═════ EXERCISE INPUT ═════

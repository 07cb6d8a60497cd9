use std::cmp::Ordering;

use super::ranking::{clamp_score, rank_top_k, score_desc};
use super::signals::FriendSignal;
use super::weights::{
    FRIEND_WEIGHTS, MANY_MUTUAL_THRESHOLD, SCORE_NORMALIZER, SIMILAR_SKILLS_THRESHOLD,
};
use crate::api::recommendation::{FriendReason, FriendRecommendation};
use crate::graph::RequesterContext;

/// `min((mutual * 0.6 + |common_skills| * 0.4) / 10, 1)`
pub fn score_friend(mutual_count: u32, common_skill_count: usize) -> f64 {
    let raw = (f64::from(mutual_count) * FRIEND_WEIGHTS.mutual
        + common_skill_count as f64 * FRIEND_WEIGHTS.skills)
        / SCORE_NORMALIZER;
    clamp_score(raw)
}

/// First matching rule wins.
pub fn friend_reason(mutual_count: u32, common_skill_count: usize) -> FriendReason {
    if mutual_count > MANY_MUTUAL_THRESHOLD {
        FriendReason::ManyMutualConnections
    } else if common_skill_count > SIMILAR_SKILLS_THRESHOLD {
        FriendReason::SimilarSkills
    } else {
        FriendReason::MutualConnections
    }
}

fn compare(a: &FriendRecommendation, b: &FriendRecommendation) -> Ordering {
    score_desc(a.score, b.score)
        .then_with(|| b.mutual_connections.cmp(&a.mutual_connections))
        .then_with(|| a.user_id.cmp(&b.user_id))
}

/// Score, order and truncate friend-of-friend candidates.
///
/// The requester and anyone in `context.connections` are dropped even if the
/// backend returned them.
pub fn rank_friend_signals(
    context: &RequesterContext,
    signals: Vec<FriendSignal>,
    limit: usize,
) -> Vec<FriendRecommendation> {
    let scored = signals
        .into_iter()
        .filter(|signal| !context.excludes(&signal.candidate.user_id))
        .map(|signal| {
            let common = signal.common_skills.len();
            FriendRecommendation {
                score: score_friend(signal.mutual_count, common),
                reason: friend_reason(signal.mutual_count, common),
                user_id: signal.candidate.user_id,
                name: signal.candidate.name,
                title: signal.candidate.title,
                mutual_connections: signal.mutual_count,
                common_skills: signal.common_skills.into_iter().collect(),
            }
        })
        .collect();

    rank_top_k(scored, limit, compare)
}
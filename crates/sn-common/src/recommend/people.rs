use std::cmp::Ordering;

use super::ranking::{clamp_score, rank_top_k, score_desc};
use super::signals::PeopleSignal;
use super::weights::{PEOPLE_WEIGHTS, SCORE_NORMALIZER};
use crate::api::recommendation::PersonSuggestion;
use crate::graph::RequesterContext;

/// `min((mutual * 0.5 + common * 0.3 + (2 if same employer)) / 10, 1)`
pub fn score_person(mutual_count: u32, common_skill_count: u32, same_employer: bool) -> f64 {
    let employer_bonus = if same_employer {
        PEOPLE_WEIGHTS.same_employer
    } else {
        0.0
    };
    let raw = (f64::from(mutual_count) * PEOPLE_WEIGHTS.mutual
        + f64::from(common_skill_count) * PEOPLE_WEIGHTS.skills
        + employer_bonus)
        / SCORE_NORMALIZER;
    clamp_score(raw)
}

/// A candidate needs at least one non-zero signal to be surfaced.
pub fn has_signal(signal: &PeopleSignal) -> bool {
    signal.mutual_count > 0 || signal.common_skill_count > 0 || signal.same_employer
}

fn compare(a: &PersonSuggestion, b: &PersonSuggestion) -> Ordering {
    score_desc(a.score, b.score)
        .then_with(|| b.mutual_connections.cmp(&a.mutual_connections))
        .then_with(|| a.user_id.cmp(&b.user_id))
}

/// Score, order and truncate "people you may know" candidates.
///
/// `connection_path_length` is left empty here; the engine fills it in for
/// the surviving entries only.
pub fn rank_people_signals(
    context: &RequesterContext,
    signals: Vec<PeopleSignal>,
    limit: usize,
) -> Vec<PersonSuggestion> {
    let scored = signals
        .into_iter()
        .filter(|signal| !context.excludes(&signal.candidate.user_id))
        .filter(has_signal)
        .map(|signal| PersonSuggestion {
            score: score_person(
                signal.mutual_count,
                signal.common_skill_count,
                signal.same_employer,
            ),
            user_id: signal.candidate.user_id,
            name: signal.candidate.name,
            title: signal.candidate.title,
            company: signal.company,
            mutual_connections: signal.mutual_count,
            common_skills: signal.common_skill_count,
            same_company: signal.same_employer,
            connection_path_length: None,
        })
        .collect();

    rank_top_k(scored, limit, compare)
}
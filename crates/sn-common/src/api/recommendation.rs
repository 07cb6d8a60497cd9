use serde::{Deserialize, Serialize};
use strum::AsRefStr;
use thiserror::Error;

pub const MIN_LIMIT: i64 = 1;
pub const MAX_LIMIT: i64 = 50;
pub const DEFAULT_LIMIT: i64 = 10;

#[derive(Debug, Clone, Copy, PartialEq, Eq, Error)]
#[error("limit must be between {MIN_LIMIT} and {MAX_LIMIT}, got {0}")]
pub struct LimitError(pub i64);

/// Number of results a recommendation request may return (1..=50).
#[derive(Debug, Clone, Copy, PartialEq, Eq)]
pub struct RecommendationLimit(usize);

impl RecommendationLimit {
    pub fn new(value: i64) -> Result<Self, LimitError> {
        if (MIN_LIMIT..=MAX_LIMIT).contains(&value) {
            Ok(Self(value as usize))
        } else {
            Err(LimitError(value))
        }
    }

    pub fn get(self) -> usize {
        self.0
    }
}

impl Default for RecommendationLimit {
    fn default() -> Self {
        Self(DEFAULT_LIMIT as usize)
    }
}

impl TryFrom<i64> for RecommendationLimit {
    type Error = LimitError;

    fn try_from(value: i64) -> Result<Self, Self::Error> {
        Self::new(value)
    }
}

#[derive(Debug, Clone, Copy, PartialEq, Eq, Serialize, Deserialize, AsRefStr)]
pub enum FriendReason {
    #[serde(rename = "Many mutual connections")]
    #[strum(serialize = "Many mutual connections")]
    ManyMutualConnections,
    #[serde(rename = "Similar skills")]
    #[strum(serialize = "Similar skills")]
    SimilarSkills,
    #[serde(rename = "Mutual connections")]
    #[strum(serialize = "Mutual connections")]
    MutualConnections,
}

#[derive(Debug, Clone, PartialEq, Serialize, Deserialize)]
pub struct FriendRecommendation {
    pub user_id: String,
    pub name: String,
    pub title: Option<String>,
    pub mutual_connections: u32,
    pub common_skills: Vec<String>,
    /// Clamped to [0, 1].
    pub score: f64,
    pub reason: FriendReason,
}

#[derive(Debug, Clone, PartialEq, Serialize, Deserialize)]
pub struct JobRecommendation {
    pub job_id: String,
    pub title: String,
    pub company: String,
    pub location: Option<String>,
    pub required_skills: Vec<String>,
    pub matching_skills: Vec<String>,
    pub skill_match_rate: f64,
    pub score: f64,
}

#[derive(Debug, Clone, PartialEq, Serialize, Deserialize)]
pub struct PersonSuggestion {
    pub user_id: String,
    pub name: String,
    pub title: Option<String>,
    pub company: Option<String>,
    pub mutual_connections: u32,
    pub common_skills: u32,
    pub same_company: bool,
    /// Hop count of the shortest KNOWS path; not part of the score.
    pub connection_path_length: Option<u32>,
    pub score: f64,
}
use axum::{body::Body, http::Request, http::StatusCode};
use http_body_util::BodyExt;
use serde_json::{Value, json};
use sn_common::graph::InMemoryGraph;
use tower::ServiceExt;

fn app() -> axum::Router {
    sn_api::create_router(sn_api::test_state(InMemoryGraph::new()))
}

async fn send(app: axum::Router, request: Request<Body>) -> (StatusCode, Value) {
    let response = app.oneshot(request).await.unwrap();
    let status = response.status();
    let bytes = response.into_body().collect().await.unwrap().to_bytes();
    let body = serde_json::from_slice(&bytes).unwrap_or(Value::Null);
    (status, body)
}

fn post_json(uri: &str, body: Value) -> Request<Body> {
    Request::builder()
        .method("POST")
        .uri(uri)
        .header("content-type", "application/json")
        .body(Body::from(body.to_string()))
        .unwrap()
}

fn get(uri: &str) -> Request<Body> {
    Request::builder().uri(uri).body(Body::empty()).unwrap()
}

#[tokio::test]
async fn banner_and_livez_are_healthy() {
    let app = app();

    let (status, body) = send(app.clone(), get("/")).await;
    assert_eq!(status, StatusCode::OK);
    assert_eq!(body["backend"], "memory");

    let (status, body) = send(app, get("/livez")).await;
    assert_eq!(status, StatusCode::OK);
    assert_eq!(body["status"], "ok");
}

#[tokio::test]
async fn responses_carry_a_request_id() {
    let response = app().oneshot(get("/livez")).await.unwrap();
    assert!(response.headers().contains_key("x-request-id"));
}

#[tokio::test]
async fn error_bodies_echo_the_request_id() {
    let request = Request::builder()
        .uri("/api/users/nobody")
        .header("x-request-id", "req-42")
        .body(Body::empty())
        .unwrap();

    let (status, body) = send(app(), request).await;
    assert_eq!(status, StatusCode::NOT_FOUND);
    assert_eq!(body["code"], "not_found");
    assert_eq!(body["request_id"], "req-42");
}

#[tokio::test]
async fn user_lifecycle() {
    let app = app();

    let (status, ada) = send(
        app.clone(),
        post_json(
            "/api/users",
            json!({
                "name": "  Ada Lovelace ",
                "email": "Ada@Example.com",
                "skills": ["Rust", "rust", "Go"],
                "company": "Analytical Engines",
            }),
        ),
    )
    .await;
    assert_eq!(status, StatusCode::CREATED);
    assert_eq!(ada["name"], "Ada Lovelace");
    assert_eq!(ada["email"], "ada@example.com");
    assert_eq!(ada["skills"], json!(["Go", "Rust"]));
    assert_eq!(ada["company"], "Analytical Engines");

    let (status, _) = send(
        app.clone(),
        post_json(
            "/api/users",
            json!({ "name": "Impostor", "email": "ada@example.com" }),
        ),
    )
    .await;
    assert_eq!(status, StatusCode::CONFLICT);

    let (status, body) = send(
        app.clone(),
        post_json("/api/users", json!({ "name": "Bad", "email": "not-an-email" })),
    )
    .await;
    assert_eq!(status, StatusCode::UNPROCESSABLE_ENTITY);
    assert_eq!(body["code"], "validation_error");

    let (status, alan) = send(
        app.clone(),
        post_json(
            "/api/users",
            json!({ "name": "Alan Turing", "email": "alan@example.com" }),
        ),
    )
    .await;
    assert_eq!(status, StatusCode::CREATED);

    let ada_id = ada["user_id"].as_str().unwrap();
    let alan_id = alan["user_id"].as_str().unwrap();

    let uri = format!("/api/users/{ada_id}/connections");
    let (status, body) = send(app.clone(), post_json(&uri, json!({ "user_id": alan_id }))).await;
    assert_eq!(status, StatusCode::OK);
    assert_eq!(body["created"], true);

    let (status, body) = send(app.clone(), post_json(&uri, json!({ "user_id": alan_id }))).await;
    assert_eq!(status, StatusCode::OK);
    assert_eq!(body["created"], false);

    let (status, _) = send(app.clone(), post_json(&uri, json!({ "user_id": ada_id }))).await;
    assert_eq!(status, StatusCode::UNPROCESSABLE_ENTITY);

    let (status, _) = send(app.clone(), post_json(&uri, json!({ "user_id": "ghost" }))).await;
    assert_eq!(status, StatusCode::NOT_FOUND);

    let (status, detail) = send(app.clone(), get(&format!("/api/users/{ada_id}"))).await;
    assert_eq!(status, StatusCode::OK);
    assert_eq!(detail["connections"], json!([alan_id]));

    let (status, list) = send(app.clone(), get("/api/users?limit=10")).await;
    assert_eq!(status, StatusCode::OK);
    let names: Vec<_> = list
        .as_array()
        .unwrap()
        .iter()
        .map(|u| u["name"].as_str().unwrap())
        .collect();
    assert_eq!(names, vec!["Ada Lovelace", "Alan Turing"]);
    assert_eq!(list[0]["connection_count"], 1);
    assert_eq!(list[0]["skill_count"], 2);

    let (status, list) = send(app.clone(), get("/api/users?limit=1&offset=1")).await;
    assert_eq!(status, StatusCode::OK);
    assert_eq!(list[0]["name"], "Alan Turing");

    let (status, _) = send(app, get("/api/users?limit=0")).await;
    assert_eq!(status, StatusCode::UNPROCESSABLE_ENTITY);
}

#[tokio::test]
async fn query_examples_are_listed() {
    let (status, body) = send(app(), get("/api/query/examples")).await;

    assert_eq!(status, StatusCode::OK);
    assert!(!body["examples"].as_array().unwrap().is_empty());
    assert!(body["note"].is_string());
}
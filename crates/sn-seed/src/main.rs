use clap::Parser;
use dotenvy::dotenv;
use sn_common::db::{apply_seed, create_pool_from_url, run_migrations};
use sn_common::logging::{init_tracing_subscriber, install_tracing_panic_hook};
use sn_common::seed::{SeedConfig, generate};
use tracing::info;

const MAX_USERS: usize = 10_000;

#[derive(Debug, Parser)]
#[command(
    name = "sn-seed",
    about = "Load a deterministic demo social network into PostgreSQL"
)]
struct Cli {
    /// PostgreSQL connection string
    #[arg(long, env = "DATABASE_URL")]
    db_url: String,

    /// Number of users to generate
    #[arg(long, default_value_t = 100)]
    users: usize,

    /// Target average number of connections per user
    #[arg(long, default_value_t = 15)]
    avg_connections: usize,

    /// RNG seed; the same seed always produces the same network
    #[arg(long, default_value_t = 42)]
    seed: u64,

    /// Truncate the graph tables before inserting
    #[arg(long, default_value_t = false)]
    reset: bool,
}

impl Cli {
    fn seed_config(&self) -> Result<SeedConfig, String> {
        if !(1..=MAX_USERS).contains(&self.users) {
            return Err(format!("--users must be between 1 and {MAX_USERS}"));
        }

        Ok(SeedConfig {
            users: self.users,
            avg_connections: self.avg_connections,
            seed: self.seed,
        })
    }
}

async fn run() -> Result<(), Box<dyn std::error::Error>> {
    dotenv().ok();
    init_tracing_subscriber(env!("CARGO_PKG_NAME"));
    install_tracing_panic_hook(env!("CARGO_PKG_NAME"));

    let args = Cli::parse();
    let config = args.seed_config()?;

    let pool = create_pool_from_url(&args.db_url)?;
    run_migrations(&pool).await?;

    let network = generate(config);
    info!(
        users = network.users.len(),
        connections = network.connections.len(),
        seed = config.seed,
        reset = args.reset,
        "generated demo network"
    );

    let summary = apply_seed(&pool, &network, args.reset).await?;
    info!(
        users = summary.users,
        user_skills = summary.user_skills,
        employments = summary.employments,
        connections = summary.connections,
        "seed applied"
    );

    Ok(())
}

#[tokio::main]
async fn main() {
    if let Err(err) = run().await {
        eprintln!("sn-seed failed: {err}");
        std::process::exit(1);
    }
}
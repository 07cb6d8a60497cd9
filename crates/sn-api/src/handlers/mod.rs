pub mod health;
pub mod paths;
pub mod query;
pub mod recommendations;
pub mod users;
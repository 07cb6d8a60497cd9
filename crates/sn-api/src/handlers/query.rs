use axum::{
    Json,
    extract::{Path, State},
};
use serde_json::json;
use sn_common::GraphAnalytics;
use sn_common::api::{NaturalQueryRequest, NaturalQueryResponse};
use sn_common::insights::NetworkInsights;
use sn_common::query_templates::{example_queries, translate};
use tracing::info;

use crate::SharedState;
use crate::error::ApiError;

const MAX_QUERY_LEN: usize = 500;

pub async fn natural_query(
    State(state): State<SharedState>,
    Json(request): Json<NaturalQueryRequest>,
) -> Result<Json<NaturalQueryResponse>, ApiError> {
    let query = request.query.trim();
    if query.is_empty() {
        return Err(ApiError::Unprocessable("query: must not be empty".into()));
    }
    if query.chars().count() > MAX_QUERY_LEN {
        return Err(ApiError::Unprocessable(format!(
            "query: must be at most {MAX_QUERY_LEN} characters"
        )));
    }

    let template = translate(query, request.user_id.as_deref());
    let output = state.backend.run_template(&template).await?;
    info!(
        query_type = template.query_type(),
        rows = output.rows.len(),
        "template query executed"
    );

    Ok(Json(NaturalQueryResponse {
        natural_query: request.query.clone(),
        statement: output.statement,
        results: output.rows,
        explanation: template.explanation(),
        query_type: template.query_type().to_string(),
    }))
}

pub async fn examples() -> Json<serde_json::Value> {
    Json(json!({
        "examples": example_queries(),
        "note": "Queries are matched against built-in templates; anything else returns a sample of users.",
    }))
}

pub async fn insights(
    State(state): State<SharedState>,
    Path(user_id): Path<String>,
) -> Result<Json<NetworkInsights>, ApiError> {
    state
        .backend
        .network_snapshot(&user_id)
        .await?
        .map(|snapshot| Json(NetworkInsights::from(snapshot)))
        .ok_or_else(|| ApiError::NotFound(format!("user not found: {user_id}")))
}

═════

▶ **WHAT YOU ARE ASKED TO DO**: Which lines above hold the string "filename"? Copy each of them.

▶ **WRITTEN SOLUTION**:
filename crates/sn-common/src/recommend/people.rs
filename crates/sn-common/src/api/recommendation.rs
filename crates/sn-seed/src/main.rs
filename crates/sn-api/src/handlers/mod.rs
filename crates/sn-api/src/handlers/query.rs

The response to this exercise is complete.